The doctor's visit went well, only two problems: my three month average blood sugars (A1c) were too high, and my feet are beginning to get affected. But my eyes and kidneys are still fine. "It gets harder to control this disease as you get older," says the doctor, sensing my concerns. (While I, of course, don't tell him about my chocolate addiction. ~ I think I see a New Year's resolution in the making here, because I know once you feet start to go, other complications may not be far behind.) 

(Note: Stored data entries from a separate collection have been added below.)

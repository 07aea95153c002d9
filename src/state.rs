use super::io::RecordWriter;
use super::store::RecordStore;
use super::types::{Query, QueryLineError, Record, RecordLineError, Year};
use std::{convert::TryFrom, io::Write};
use tracing::{debug, trace};

#[derive(Debug, Clone, Copy, PartialEq, Eq)]
pub enum Phase {
    Collecting,
    Querying,
    Done,
}

/// Counts gathered over a run; `rejected` matches the number of diagnostic lines.
#[derive(Debug, Default, Clone, Copy, PartialEq, Eq)]
pub struct Summary {
    pub records: usize,
    pub queries: usize,
    pub matches: usize,
    pub rejected: usize,
}

pub struct State {
    phase: Phase,
    store: RecordStore,
    summary: Summary,
}

impl Default for State {
    fn default() -> Self {
        Self {
            phase: Phase::Collecting,
            store: RecordStore::default(),
            summary: Summary::default(),
        }
    }
}

impl State {
    pub fn process<W: Write>(
        &mut self,
        line: &str,
        out: &mut RecordWriter<W>,
    ) -> Result<(), ProcessError> {
        let result = match self.phase {
            Phase::Collecting => self.collect(line, out),
            Phase::Querying => self.answer(Query::try_from(line), out),
            Phase::Done => return Err(ProcessError::Finished),
        };

        if matches!(&result, Err(err) if !err.is_fatal()) {
            self.summary.rejected += 1;
        }

        result
    }

    fn collect<W: Write>(
        &mut self,
        line: &str,
        out: &mut RecordWriter<W>,
    ) -> Result<(), ProcessError> {
        // Records take priority, so only a line that isn't record-shaped can start the
        // query phase
        match Record::try_from(line) {
            Ok(record) => {
                trace!(year = %record.year, price = record.price.value(), "storing record");
                self.store.insert(record);
                self.summary.records += 1;
                return Ok(());
            }
            Err(RecordLineError::Layout) => {}
            Err(err) => return Err(ProcessError::Record(err)),
        }

        match Query::try_from(line) {
            Err(QueryLineError::NotQueryShaped) => Err(ProcessError::Unrecognised),
            parsed => {
                debug!(records = self.store.len(), "first query seen, ordering records");
                self.store.finalize_ordering();
                self.phase = Phase::Querying;
                self.answer(parsed, out)
            }
        }
    }

    fn answer<W: Write>(
        &mut self,
        parsed: Result<Query, QueryLineError>,
        out: &mut RecordWriter<W>,
    ) -> Result<(), ProcessError> {
        let query = parsed?;
        if !query.is_ordered() {
            return Err(ProcessError::InvertedRange {
                low: query.low,
                high: query.high,
            });
        }

        let matches = self.store.range_lookup(query.low, query.high);
        trace!(low = %query.low, high = %query.high, matches = matches.len(), "answering query");

        for record in matches {
            out.write(record)?;
        }
        out.flush()?;

        self.summary.queries += 1;
        self.summary.matches += matches.len();

        Ok(())
    }

    /// Marks the end of input. Any further `process` call is an error.
    pub fn finish(&mut self) -> Summary {
        self.phase = Phase::Done;
        self.summary
    }

    pub fn phase(&self) -> Phase {
        self.phase
    }
}

#[derive(Debug, thiserror::Error)]
pub enum ProcessError {
    #[error("line is neither a record nor a query")]
    Unrecognised,
    #[error("malformed record: {0}")]
    Record(RecordLineError),
    #[error("malformed query: {0}")]
    Query(QueryLineError),
    #[error("query range {low} {high} is inverted")]
    InvertedRange { low: Year, high: Year },
    #[error("failed writing output: {0}")]
    Output(#[from] csv::Error),
    #[error("input already finished")]
    Finished,
}

impl From<QueryLineError> for ProcessError {
    fn from(err: QueryLineError) -> Self {
        match err {
            QueryLineError::NotQueryShaped => Self::Unrecognised,
            other => Self::Query(other),
        }
    }
}

impl ProcessError {
    /// Fatal errors end the run; everything else just rejects the one line.
    pub fn is_fatal(&self) -> bool {
        matches!(self, Self::Output(_) | Self::Finished)
    }
}
use super::types::{Record, Year};

/// Every record seen so far. Lookups binary search on `year`, so `finalize_ordering` has
/// to run after the last insert and before the first lookup.
#[derive(Debug, Default)]
pub struct RecordStore {
    records: Vec<Record>,
    ordered: bool,
}

impl RecordStore {
    pub fn insert(&mut self, record: Record) {
        self.records.push(record);
        self.ordered = false;
    }

    /// Stable sort by year, so records sharing a year stay in insertion order. Safe to call
    /// again; an already-ordered store is left alone.
    pub fn finalize_ordering(&mut self) {
        if !self.ordered {
            self.records.sort_by_key(|record| record.year);
            self.ordered = true;
        }
    }

    /// All records with `low <= year <= high`, in ascending year order. An inverted range
    /// gives an empty slice.
    pub fn range_lookup(&self, low: Year, high: Year) -> &[Record] {
        debug_assert!(self.ordered, "range lookup on an unordered store");

        let start = self.records.partition_point(|record| record.year < low);
        let end = self.records.partition_point(|record| record.year <= high);

        if start < end {
            &self.records[start..end]
        } else {
            &[]
        }
    }

    pub fn len(&self) -> usize {
        self.records.len()
    }
}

But then the doctor tells me of this new insulin pump, touted as the "World's first breakthrough in artificial pancreas technology." The pump has a sensor that senses when blood sugars go too low and automatically shuts down insulin delivery. This would be a huge help to me, as my fear of low sugars often overrides my desire for good control. I am Medicare eligible for a new pump and will pursue this one.

Samson Says: Enough already! Trains, pumps, so when do I get to tell everyone about my adventures tracking wild critters in the snow? And where's the snow anyway? WHERE'S MY SNOW? 

Today, December 18, is my mom's birthday. This picture is from her visit to Los Angeles in 1978, where she is actually standing outside the house that my husband would buy a year later. That's as close as they got to meeting each other. I still have daily conversations with with my mom, just like we did every day after school over hot chocolate and French rolls. As if she were alive, living in my heart somewhere.